Background and Objective: Mortality prediction is widely used to stratify patients into different risk categories and to provide prognosis evaluation. Nowadays, scoring systems, which predict mortality with some scores reflecting the severity of diseases and physiological states of patients in ICU, have been widely applied for in-hospital mortality prediction. Many research works which focus on designing better machine learning models and algorithms for mortality prediction also have achieved great performance. However, it is not enough to make post-discharge prognosis of mortality only with the aid of better models and algorithms while richer patient related information can make big differences. In this study, we propose a deep learning method considering patient diagnosis information for post-discharge prognosis of mortality. This method can help to significantly improve the performance of prediction. Further more, we propose a method of calculating disease Shapley values to evaluate the mortality risk brought by disease factors.

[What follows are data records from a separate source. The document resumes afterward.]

//! `fuctloader` — check, load, verify, rip and erase FreeEMS firmware
//! through the serial monitor.

use chrono::Local;
use indicatif::ProgressBar;
use log::{debug, error, info, warn};
use serialport::{Parity, SerialPort};
use simplelog::{Config, LevelFilter, TermLogger, TerminalMode};
use structopt::StructOpt;

use fuct::monitor::Monitor;
use fuct::srecord::RecordKind;
use fuct::{pages, validator, Error};
use std::path::{Path, PathBuf};
use std::process;

/// Firmware pages live in `0xE0..=0xFF`; the monitor itself is above them.
const FIRST_PAGE: u8 = 0xE0;
const LAST_PAGE: u8 = 0xFF;

#[derive(Debug, StructOpt)]
#[structopt(
    name = "fuctloader",
    about = "FreeEMS firmware loader: check your device, validate S19 files, load, verify, rip and erase firmware."
)]
struct Options {
    /// Serial port device (eg. /dev/ttyUSB0, COM1)
    #[structopt(short, long, env = "FUCT_PORT")]
    serial: Option<String>,

    /// Show debug information
    #[structopt(short, long)]
    debug: bool,

    #[structopt(subcommand)]
    command: Command,
}

#[derive(Debug, StructOpt)]
enum Command {
    /// Validate an S19 firmware file (no device needed)
    Check {
        /// Location of the S19 firmware file
        firmware: PathBuf,
    },
    /// Poll the device for its part id and serial monitor
    Device,
    /// Validate, load and verify a firmware file
    Load {
        /// Location of the S19 firmware file
        firmware: PathBuf,
    },
    /// Load a firmware file without readback verification
    Fastload {
        /// Location of the S19 firmware file
        firmware: PathBuf,
    },
    /// Rip the firmware pages into an S19 file
    Rip {
        /// Output file (default rip-<timestamp>.s19)
        output: Option<PathBuf>,
    },
    /// Erase the firmware pages (the serial monitor is not erased)
    Erase,
}

fn main() {
    let opts = Options::from_args();
    let level = if opts.debug {
        LevelFilter::Debug
    } else {
        LevelFilter::Info
    };
    TermLogger::init(level, Config::default(), TerminalMode::Mixed).unwrap();

    match run(opts) {
        Ok(()) => info!("Exiting..."),
        Err(e) => {
            error!("{}", e);
            process::exit(1);
        }
    }
}

fn run(opts: Options) -> fuct::Result<()> {
    match &opts.command {
        Command::Check { firmware } => check(firmware),
        Command::Device => {
            let mut dev = open_monitor(&opts.serial)?;
            dev.analyse_monitor(true)
        }
        Command::Load { firmware } => load(&opts, firmware, true),
        Command::Fastload { firmware } => load(&opts, firmware, false),
        Command::Rip { output } => rip(&opts, output.clone()),
        Command::Erase => erase(&opts),
    }
}

/// Opens the port, restarts the monitor and refuses to go on with a part
/// FreeEMS does not run on.
fn open_monitor(serial: &Option<String>) -> fuct::Result<Monitor<Box<dyn SerialPort>>> {
    let path = serial
        .as_deref()
        .ok_or_else(|| Error::Protocol("serial port argument cannot be empty".into()))?;
    info!("Opening port {}", path);
    let port = fuct::open_port(path, Parity::None)?;

    info!("Checking device...");
    let mut dev = Monitor::new(port);
    dev.reinit()?;
    if !dev.check_device()? {
        return Err(Error::Protocol(
            "device failed verification, won't proceed".into(),
        ));
    }
    Ok(dev)
}

fn check(firmware: &Path) -> fuct::Result<()> {
    info!("Checking firmware...");
    let records = validator::verify_firmware(firmware)?;
    info!("Parsed {} records", records.len());

    match records.first() {
        Some(rec) if rec.kind == RecordKind::S0 => {
            if rec.data.iter().all(u8::is_ascii) {
                info!("Header info: [{}]", String::from_utf8_lossy(&rec.data));
            } else {
                info!("Header info: [binary data]");
            }
        }
        _ => warn!("No header..."),
    }
    info!("File OK");
    Ok(())
}

fn load(opts: &Options, firmware: &Path, verify: bool) -> fuct::Result<()> {
    info!("Checking firmware file...");
    let mut records = validator::verify_firmware(firmware)?;
    if records.is_empty() {
        return Err(Error::Protocol(
            "firmware file has no records, won't load".into(),
        ));
    }
    info!("File OK, got {} records", records.len());

    // The S0 banner and S8 terminator are not programmable data.
    let header = if records.first().map(|r| r.kind) == Some(RecordKind::S0) {
        Some(records.remove(0))
    } else {
        None
    };
    if records.last().map(|r| r.kind) == Some(RecordKind::S8) {
        records.pop();
    }

    info!("Converting records to memory pages...");
    let (pagelist, total) = pages::records_to_pages(&records)?;
    info!("Received {} pages", pagelist.len());
    if let Some(header) = &header {
        info!("Loading firmware: '{}'", String::from_utf8_lossy(&header.data));
    }

    let mut dev = open_monitor(&opts.serial)?;

    let bar = ProgressBar::new(total as u64);
    let mut last_page: Option<u8> = None;
    for page in &pagelist {
        debug!(
            "{:6} bytes to 0x{:02x} @ 0x{:04x}",
            page.data.len(),
            page.page,
            page.address
        );
        dev.erase_and_write(page, last_page != Some(page.page), verify)?;
        last_page = Some(page.page);
        bar.inc(page.data.len() as u64);
    }
    bar.finish_and_clear();

    info!("Firmware loaded successfully");
    Ok(())
}

fn rip(opts: &Options, output: Option<PathBuf>) -> fuct::Result<()> {
    let mut dev = open_monitor(&opts.serial)?;
    let path = output.unwrap_or_else(|| {
        PathBuf::from(format!("rip-{}.s19", Local::now().format("%Y%m%d-%H%M%S")))
    });

    info!(
        "Ripping pages from 0x{:02x} to 0x{:02x} into {}",
        FIRST_PAGE,
        LAST_PAGE,
        path.display()
    );
    let bar = ProgressBar::new(u64::from(LAST_PAGE - FIRST_PAGE) + 1);
    dev.rip_pages(FIRST_PAGE, LAST_PAGE, &path, &|n| bar.inc(n))?;
    bar.finish_and_clear();
    Ok(())
}

fn erase(opts: &Options) -> fuct::Result<()> {
    let mut dev = open_monitor(&opts.serial)?;

    info!("Erasing pages from 0x{:02x} to 0x{:02x}", FIRST_PAGE, LAST_PAGE);
    let bar = ProgressBar::new(u64::from(LAST_PAGE - FIRST_PAGE) + 1);
    dev.erase_pages(FIRST_PAGE, LAST_PAGE, &|n| bar.inc(n))?;
    bar.finish_and_clear();
    Ok(())
}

Methods: Deep learning models including long short-term memory (LSTM) and temporal convolutional network (TCN) are trained with patient physiological time series data and diagnosis information of different prevalence to predict post-discharge mortality risk of different time windows. Disease Shapley values to evaluate the mortality risk brought by disease factors are the weighted average of marginal contributions of diseases to patient mortality. Experiments of several post-discharge mortality prediction tasks of different time windows are conducted on the large freely accessible MIMIC-III dataset. To provide more sufficient comparison, the diagnosis information is also introduced for traditional machine learning models.
Results: In our experiment, LSTM achieves highest AUROC and the improvements of which are 8.67%, 9.68%, 13.33%, 12.32% and 12.25% with the help of diagnosis information for five post-discharge mortality prediction tasks of different time window. Several patient examples are shown to present the mortality risk brought by disease factors, of which the analysis results are in line with clinical experiences.
Conclusions: In general, our proposed method can improve performance of ICU patient post-discharge mortality prediction and help to evaluate how much do different kinds of diseases which a patient suffers from increase his mortality, thus providing support for clinical decisions.